You can assume Tout be the timeout for a VUE's message. It means that VUEx's message (a normal or an emergency message) should be broadcasted to surrounding vehicles within Tout, and if not, that message will be expired or will not be helpful enough. In a vehicular network, average waiting time for a VUE before transmission can be found. It depends on the number of VUEs in the network. So in a dense network, it could be more than Tout. In your protocol VUE1 (or any other VUEs in NET.A) will wait for Tout to find a transmission opportunity. If not successful, then it will switch to transmitting to RSU in order to avoid message loss. You can show in your simulations how this protocol will decrease the average waiting time, and how it will affect the success rate for transmission of normal or emergency messages.
When a VUE is transmitting over dedicated channel for vehicular network, as there is no interference, transmission throughput would be Tr0. However, when it is going to transmit over RSU's downlink channel, due to residual self-interference on RSU's receiver, the achievable throughput would be Tr1 which is less than Tr0, provided that transmission power of VUE is constant in both cases. You can show in your simulations how Tr1 is affected by residual self-interference, and what would be the overall throughput of the network, when VUE1 and another VUE in NET.A are both broadcasting at the same time (over different channels).

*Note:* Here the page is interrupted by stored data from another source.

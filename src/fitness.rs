//! Fitness and data-collection contracts, plus example fitness strategies.
//!
//! The engine consumes two pluggable collaborators:
//!
//! - [`FitnessFunction`]: maps a population to one non-negative weight per
//!   individual; higher means more likely to be chosen as a parent.
//! - [`DataCollector`]: turns a population and its fitness vector into one
//!   data point of the run history.
//!
//! Both are implemented for plain closures, so ad-hoc strategies need no
//! wrapper type:
//!
//! ```
//! use u_bitga::{FitnessFunction, Population};
//!
//! let leading_ones = |pop: &Population| -> Vec<f64> {
//!     pop.iter()
//!         .map(|g| g.iter().take_while(|&&b| b).count() as f64 + 1.0)
//!         .collect()
//! };
//! let pop = Population::from_rows(vec![vec![true, true, false]]).unwrap();
//! assert_eq!(leading_ones.evaluate(&pop), vec![3.0]);
//! ```
//!
//! Strategy parameters (reference genomes, payoff tables) are fields of the
//! strategy value. The runner calls
//! [`check_genome_size`](FitnessFunction::check_genome_size) once before
//! the first evaluation, so a reference of the wrong length is reported
//! up front.

use crate::error::{GaError, Result};
use crate::population::Population;

/// Computes one fitness value per individual.
pub trait FitnessFunction {
    /// Returns a fitness vector index-aligned with `population`.
    ///
    /// Values must be finite and non-negative with a positive sum; the
    /// engine rejects anything else before selection.
    fn evaluate(&self, population: &Population) -> Vec<f64>;

    /// Checks that the strategy's parameters fit genomes of `genome_size`
    /// bits. The default accepts any size.
    fn check_genome_size(&self, _genome_size: usize) -> Result<()> {
        Ok(())
    }
}

impl<F> FitnessFunction for F
where
    F: Fn(&Population) -> Vec<f64>,
{
    fn evaluate(&self, population: &Population) -> Vec<f64> {
        self(population)
    }
}

/// Produces one data point per generation from the population and its
/// fitness vector.
pub trait DataCollector {
    /// The recorded data point type.
    type Output;

    /// Builds the data point for the current generation.
    fn collect(&self, population: &Population, fitness: &[f64]) -> Self::Output;
}

impl<F, T> DataCollector for F
where
    F: Fn(&Population, &[f64]) -> T,
{
    type Output = T;

    fn collect(&self, population: &Population, fitness: &[f64]) -> T {
        self(population, fitness)
    }
}

/// Default collector: the arithmetic mean of the fitness vector.
#[derive(Debug, Clone, Copy, Default)]
pub struct MeanFitness;

impl DataCollector for MeanFitness {
    type Output = f64;

    fn collect(&self, _population: &Population, fitness: &[f64]) -> f64 {
        if fitness.is_empty() {
            return 0.0;
        }
        fitness.iter().sum::<f64>() / fitness.len() as f64
    }
}

// ============================================================================
// Example strategies
// ============================================================================

/// Number of set bits plus one (OneMax, shifted to stay positive).
#[derive(Debug, Clone, Copy, Default)]
pub struct HammingWeight;

impl FitnessFunction for HammingWeight {
    fn evaluate(&self, population: &Population) -> Vec<f64> {
        (0..population.size())
            .map(|i| population.count_ones(i) as f64 + 1.0)
            .collect()
    }
}

/// Hamming distance to a fixed reference genome, plus one.
#[derive(Debug, Clone)]
pub struct HammingDistance {
    reference: Vec<bool>,
}

impl HammingDistance {
    /// # Errors
    /// [`GaError::InvalidConfig`] if `reference` is empty.
    pub fn new(reference: Vec<bool>) -> Result<Self> {
        check_reference(&reference)?;
        Ok(Self { reference })
    }

    pub fn reference(&self) -> &[bool] {
        &self.reference
    }
}

impl FitnessFunction for HammingDistance {
    fn evaluate(&self, population: &Population) -> Vec<f64> {
        population
            .iter()
            .map(|genome| hamming(genome, &self.reference) as f64 + 1.0)
            .collect()
    }

    fn check_genome_size(&self, genome_size: usize) -> Result<()> {
        check_reference_len(&self.reference, genome_size)
    }
}

/// Mean Hamming distance (plus one) from each individual to every member
/// of the population, itself included. Rewards standing apart from the
/// crowd.
///
/// # Complexity
/// O(P² · G)
#[derive(Debug, Clone, Copy, Default)]
pub struct MutualHammingDistance;

impl FitnessFunction for MutualHammingDistance {
    fn evaluate(&self, population: &Population) -> Vec<f64> {
        let n = population.size() as f64;
        population
            .iter()
            .map(|genome| {
                let total: f64 = population
                    .iter()
                    .map(|other| hamming(other, genome) as f64 + 1.0)
                    .sum();
                total / n
            })
            .collect()
    }
}

/// Reads the genome as an unsigned binary number, most significant bit
/// first, plus one. `[1, 0, 1]` scores `6`.
///
/// Genomes longer than 53 bits lose precision in the low-order bits.
#[derive(Debug, Clone, Copy, Default)]
pub struct AsInteger;

impl FitnessFunction for AsInteger {
    fn evaluate(&self, population: &Population) -> Vec<f64> {
        population
            .iter()
            .map(|genome| {
                genome
                    .iter()
                    .fold(0.0, |acc, &b| acc * 2.0 + if b { 1.0 } else { 0.0 })
                    + 1.0
            })
            .collect()
    }
}

/// Payoffs of a two-move game, indexed `[own move][opponent move]` with
/// move `false` as index 0.
#[derive(Debug, Clone, Copy, PartialEq)]
#[cfg_attr(feature = "serde", derive(serde::Serialize, serde::Deserialize))]
pub struct PayoffMatrix(pub [[f64; 2]; 2]);

impl PayoffMatrix {
    /// Payoff received for playing `own` against `opponent`.
    pub fn payoff(&self, own: bool, opponent: bool) -> f64 {
        self.0[own as usize][opponent as usize]
    }

    fn check(&self) -> Result<()> {
        if self.0.iter().flatten().all(|v| v.is_finite() && *v >= 0.0) {
            Ok(())
        } else {
            Err(GaError::InvalidConfig(
                "payoffs must be finite and non-negative".into(),
            ))
        }
    }
}

impl Default for PayoffMatrix {
    /// The prisoner's dilemma table `[[1, 3], [0, 2]]`.
    fn default() -> Self {
        Self([[1.0, 3.0], [0.0, 2.0]])
    }
}

/// Total payoff over a memoryless iterated game: at round `l` the
/// individual plays its bit `l` against bit `l` of a fixed reference
/// strategy.
#[derive(Debug, Clone)]
pub struct MemorylessPd {
    reference: Vec<bool>,
    payoff: PayoffMatrix,
}

impl MemorylessPd {
    /// Plays against `reference` with the default prisoner's dilemma table.
    pub fn new(reference: Vec<bool>) -> Result<Self> {
        Self::with_payoff(reference, PayoffMatrix::default())
    }

    /// # Errors
    /// [`GaError::InvalidConfig`] for an empty reference or a negative or
    /// non-finite payoff.
    pub fn with_payoff(reference: Vec<bool>, payoff: PayoffMatrix) -> Result<Self> {
        check_reference(&reference)?;
        payoff.check()?;
        Ok(Self { reference, payoff })
    }

    pub fn reference(&self) -> &[bool] {
        &self.reference
    }

    pub fn payoff(&self) -> &PayoffMatrix {
        &self.payoff
    }
}

impl FitnessFunction for MemorylessPd {
    fn evaluate(&self, population: &Population) -> Vec<f64> {
        population
            .iter()
            .map(|genome| play(&self.payoff, genome, &self.reference))
            .collect()
    }

    fn check_genome_size(&self, genome_size: usize) -> Result<()> {
        check_reference_len(&self.reference, genome_size)
    }
}

/// Population-mean variant of [`MemorylessPd`]: individual `k` scores the
/// mean payoff that the members of the population earn when playing
/// against `k` as the reference strategy.
///
/// # Complexity
/// O(P² · G)
#[derive(Debug, Clone, Default)]
pub struct MemorylessMutualPd {
    payoff: PayoffMatrix,
}

impl MemorylessMutualPd {
    pub fn new() -> Self {
        Self::default()
    }

    pub fn with_payoff(payoff: PayoffMatrix) -> Result<Self> {
        payoff.check()?;
        Ok(Self { payoff })
    }
}

impl FitnessFunction for MemorylessMutualPd {
    fn evaluate(&self, population: &Population) -> Vec<f64> {
        let n = population.size() as f64;
        population
            .iter()
            .map(|reference| {
                let total: f64 = population
                    .iter()
                    .map(|player| play(&self.payoff, player, reference))
                    .sum();
                total / n
            })
            .collect()
    }
}

fn play(payoff: &PayoffMatrix, player: &[bool], opponent: &[bool]) -> f64 {
    player
        .iter()
        .zip(opponent)
        .map(|(&own, &opp)| payoff.payoff(own, opp))
        .sum()
}

fn hamming(a: &[bool], b: &[bool]) -> usize {
    a.iter().zip(b).filter(|(x, y)| x != y).count()
}

fn check_reference(reference: &[bool]) -> Result<()> {
    if reference.is_empty() {
        return Err(GaError::InvalidConfig(
            "reference genome must not be empty".into(),
        ));
    }
    Ok(())
}

fn check_reference_len(reference: &[bool], genome_size: usize) -> Result<()> {
    if reference.len() != genome_size {
        return Err(GaError::GenomeMismatch {
            expected: genome_size,
            actual: reference.len(),
        });
    }
    Ok(())
}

For simulation scenario you may use qpsk or bpsk (with or without coding) modulation, bandwidth can be 10 or 20MHz acc. to standards. You may use different power levels, but remember that RSU's power should be much more than that of VUEs'. For waiting times, you can refer to IEEE802.11 legacy standard and find the average waiting time which is a variable of number of users.
You may find the probability that two VUEs try to transmit at the same time to RSU (probability of collision) and compare it with probability of collision in a conventional network, when there is no transmission through RSU.